- TASK TO CARRY OUT -
Scan the records and identify every line in which the string "time" occurs, then return those lines.

==== PROVIDED RECORDS

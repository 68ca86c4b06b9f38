use std::sync::Arc;

use futures::future::BoxFuture;
use http::{header, Extensions, HeaderMap, HeaderValue, StatusCode};
use hyper::body::Bytes;
use serde::{de::DeserializeOwned, Serialize};
use tokio::{
    io::{AsyncRead, AsyncReadExt},
    time::Instant,
};

use crate::{
    binding::{self, Values},
    codec::{self, BodyFormat},
    error::JaspeError,
    middleware::Handler,
    request::Request,
    response::{ResponseBuffer, ResponseSink},
    scope::{self, CancelReason, RequestScope},
    stack::Stack,
};

/// Bytes pulled per iteration of a [`Context::stream`] copy.
const STREAM_CHUNK_BYTES: usize = 8 * 1024;

/// Queued intent to mutate the response buffer. Replayed, in insertion
/// order, by every write operation right before its body flush; cleared
/// only by [`Context::reset`].
type DeferredMutation = Box<dyn Fn(&mut ResponseBuffer) + Send + Sync>;

/// Narrow capability for influencing the final status code from deep call
/// stacks without threading the full write-capable context through every
/// layer. Handlers pass a `&mut dyn StatusOverride` down; queuing is always
/// effective.
pub trait StatusOverride {
    /// Queue a status override. It replays right before the next body
    /// flush, after the write call's own status argument, so the last
    /// queued override wins.
    fn queue_status_override(&mut self, status: StatusCode);
}

/// Per-request entry point handlers use to read input and produce output.
///
/// A context is bound to exactly one request/response pair at a time.
/// [`reset`](Context::reset) is the sole rebinding boundary, which is what
/// makes pooled reuse through [`ContextPool`](crate::pool::ContextPool)
/// safe: one worker owns the context for the whole exchange, and a slot is
/// rebound only after the previous exchange released it.
pub struct Context {
    stack: Arc<Stack>,
    request: Option<Request>,
    response: ResponseBuffer,
    deferred: Vec<DeferredMutation>,
}

impl Context {
    /// A context not yet bound to any request/response pair. The
    /// cancellation capability answers with safe defaults; I/O operations
    /// fail with [`JaspeError::Detached`].
    pub fn detached(stack: Arc<Stack>) -> Self {
        Context {
            stack,
            request: None,
            response: ResponseBuffer::detached(),
            deferred: Vec::new(),
        }
    }

    /// Bind to a new request/response pair: replaces the stored request,
    /// rebinds the response buffer (pending status back to `200 OK`) and
    /// clears the deferred-mutation queue.
    pub fn reset(&mut self, sink: Box<dyn ResponseSink>, request: Request) {
        self.response.rebind(sink);
        self.request = Some(request);
        self.deferred.clear();
    }

    /// Drop the current binding; the pool's release path.
    pub(crate) fn unbind(&mut self) {
        self.response.unbind();
        self.request = None;
        self.deferred.clear();
    }

    pub fn is_bound(&self) -> bool {
        self.request.is_some()
    }

    /// The bound request.
    pub fn request(&self) -> Option<&Request> {
        self.request.as_ref()
    }

    /// The bound request, mutably. This is where the hosting router
    /// deposits path captures before the handler chain runs.
    pub fn request_mut(&mut self) -> Option<&mut Request> {
        self.request.as_mut()
    }

    /// Router-supplied path captures, exactly one value per key.
    pub fn vars(&self) -> Values {
        match &self.request {
            Some(request) => Values::from_pairs(request.captures().iter().map(|(k, v)| (k.as_str(), v.as_str()))),
            None => Values::new(),
        }
    }

    /// Parsed query string, multi-valued.
    pub fn query(&self) -> Values {
        self.request.as_ref().map(Request::query).unwrap_or_default()
    }

    /// Form body merged with the query. Never fails: malformed input comes
    /// back as an empty map, so callers need no error arm on this path.
    pub async fn form(&mut self) -> Values {
        let mut cancelled = self.cancelled();
        let request = match self.request.as_mut() {
            Some(request) => request,
            None => return Values::new(),
        };
        tokio::select! {
            biased;
            _ = &mut cancelled => Values::new(),
            values = request.form() => values,
        }
    }

    /// The request's headers.
    pub fn headers(&self) -> Option<&HeaderMap> {
        self.request.as_ref().map(|request| request.headers())
    }

    /// Deserialize the request body into `T` using the decoder negotiated
    /// from the Content-Type (falling back to the configured default).
    pub async fn bind<T: DeserializeOwned>(&mut self) -> Result<T, JaspeError> {
        let format = {
            let request = self.request.as_ref().ok_or(JaspeError::Detached)?;
            self.stack.codecs().request_format(request.headers())
        };
        let bytes = self.load_body().await?;
        codec::decode(format, &bytes).map_err(JaspeError::Decode)
    }

    /// Bind the path captures onto the named fields of `T`.
    pub fn bind_vars<T: DeserializeOwned>(&self) -> Result<T, JaspeError> {
        binding::bind(&self.vars())
    }

    /// Bind the query pairs onto the named fields of `T`.
    pub fn bind_query<T: DeserializeOwned>(&self) -> Result<T, JaspeError> {
        binding::bind(&self.query())
    }

    /// Bind the combined form pairs onto the named fields of `T`.
    pub async fn bind_form<T: DeserializeOwned>(&mut self) -> Result<T, JaspeError> {
        binding::bind(&self.form().await)
    }

    /// The response buffer, for header access and status inspection before
    /// the first body write.
    pub fn response(&mut self) -> &mut ResponseBuffer {
        &mut self.response
    }

    /// Encode `value` with the encoder negotiated from the Accept list
    /// (falling back to the configured default) at the given status.
    pub async fn result<T: Serialize>(&mut self, status: StatusCode, value: &T) -> Result<(), JaspeError> {
        let format = {
            let request = self.request.as_ref().ok_or(JaspeError::Detached)?;
            self.stack.codecs().response_format(request.headers())
        };
        self.encoded(status, format, value).await
    }

    /// Encode `value` as JSON at the given status, regardless of
    /// negotiation.
    pub async fn json<T: Serialize>(&mut self, status: StatusCode, value: &T) -> Result<(), JaspeError> {
        self.encoded(status, BodyFormat::Json, value).await
    }

    /// Encode `value` as XML at the given status, regardless of
    /// negotiation.
    pub async fn xml<T: Serialize>(&mut self, status: StatusCode, value: &T) -> Result<(), JaspeError> {
        self.encoded(status, BodyFormat::Xml, value).await
    }

    /// Write raw text as `text/plain`.
    pub async fn string(&mut self, status: StatusCode, text: impl Into<String>) -> Result<(), JaspeError> {
        self.finalize(status, HeaderValue::from_static("text/plain"))?;
        self.write_chunk(Bytes::from(text.into())).await
    }

    /// Write raw bytes with the caller-specified content type.
    pub async fn blob(&mut self, status: StatusCode, content_type: &str, data: impl Into<Bytes>) -> Result<(), JaspeError> {
        let content_type = HeaderValue::from_str(content_type)?;
        self.finalize(status, content_type)?;
        self.write_chunk(data.into()).await
    }

    /// Copy `reader` to the response incrementally, never holding more than
    /// one chunk in memory. Aborts with [`JaspeError::Canceled`] when the
    /// request's cancellation signal fires mid-copy.
    pub async fn stream<R>(&mut self, status: StatusCode, content_type: &str, mut reader: R) -> Result<(), JaspeError>
    where
        R: AsyncRead + Unpin + Send,
    {
        let content_type = HeaderValue::from_str(content_type)?;
        self.finalize(status, content_type)?;

        let mut cancelled = self.cancelled();
        let mut buf = vec![0u8; STREAM_CHUNK_BYTES];
        loop {
            let read = tokio::select! {
                biased;
                reason = &mut cancelled => return Err(JaspeError::Canceled(reason)),
                read = reader.read(&mut buf) => read?,
            };
            if read == 0 {
                break;
            }
            let chunk = Bytes::copy_from_slice(&buf[..read]);
            tokio::select! {
                biased;
                reason = &mut cancelled => return Err(JaspeError::Canceled(reason)),
                written = self.response.write(chunk) => written?,
            }
        }

        // an empty stream still owes the peer its status line
        self.response.flush_head().await
    }

    /// Convenience over `result`: a business error propagates unchanged and
    /// the encoder is never touched; a value encodes at `200 OK`.
    pub async fn returns<T: Serialize>(&mut self, outcome: Result<T, JaspeError>) -> Result<(), JaspeError> {
        match outcome {
            Ok(value) => self.result(StatusCode::OK, &value).await,
            Err(e) => Err(e),
        }
    }

    /// Wrap `handler` with the stack's configured middleware chain.
    pub fn middleware(&self, handler: Handler) -> Handler {
        self.stack.wrap(handler)
    }

    async fn encoded<T: Serialize>(&mut self, status: StatusCode, format: BodyFormat, value: &T) -> Result<(), JaspeError> {
        let body = codec::encode(format, value).map_err(JaspeError::Encode)?;
        self.finalize(status, format.content_type())?;
        self.write_chunk(Bytes::from(body)).await
    }

    /// The shared tail of every write operation, in this order: content
    /// type, the call's own status, then the queued overrides. An override
    /// issued before the call therefore wins at flush time.
    fn finalize(&mut self, status: StatusCode, content_type: HeaderValue) -> Result<(), JaspeError> {
        self.response
            .headers_mut()
            .ok_or(JaspeError::Detached)?
            .insert(header::CONTENT_TYPE, content_type);
        self.response.set_status(status);
        for mutation in &self.deferred {
            mutation(&mut self.response);
        }
        Ok(())
    }

    async fn write_chunk(&mut self, chunk: Bytes) -> Result<(), JaspeError> {
        let mut cancelled = self.cancelled();
        tokio::select! {
            biased;
            reason = &mut cancelled => Err(JaspeError::Canceled(reason)),
            written = self.response.write(chunk) => written,
        }
    }

    async fn load_body(&mut self) -> Result<Bytes, JaspeError> {
        let mut cancelled = self.cancelled();
        let request = self.request.as_mut().ok_or(JaspeError::Detached)?;
        tokio::select! {
            biased;
            reason = &mut cancelled => Err(JaspeError::Canceled(reason)),
            bytes = request.body_mut().load() => bytes,
        }
    }
}

impl StatusOverride for Context {
    fn queue_status_override(&mut self, status: StatusCode) {
        self.deferred.push(Box::new(move |response| response.set_status(status)));
    }
}

impl RequestScope for Context {
    fn deadline(&self) -> Option<Instant> {
        self.request.as_ref().and_then(Request::cancel).and_then(|c| c.deadline())
    }

    fn cancelled(&self) -> BoxFuture<'static, CancelReason> {
        match self.request.as_ref().and_then(Request::cancel) {
            Some(cancel) => cancel.cancelled(),
            None => scope::never(),
        }
    }

    fn cancel_reason(&self) -> Option<CancelReason> {
        match &self.request {
            Some(request) => request.cancel().and_then(|c| c.reason()),
            // observed before binding, e.g. in a pooled-reuse race
            None => Some(CancelReason::Cancelled),
        }
    }

    fn extensions(&self) -> Option<&Extensions> {
        self.request.as_ref().map(|request| request.extensions())
    }
}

========

- YOUR SOLUTION -
    time::Instant,
/// A context is bound to exactly one request/response pair at a time.
    /// issued before the call therefore wins at flush time.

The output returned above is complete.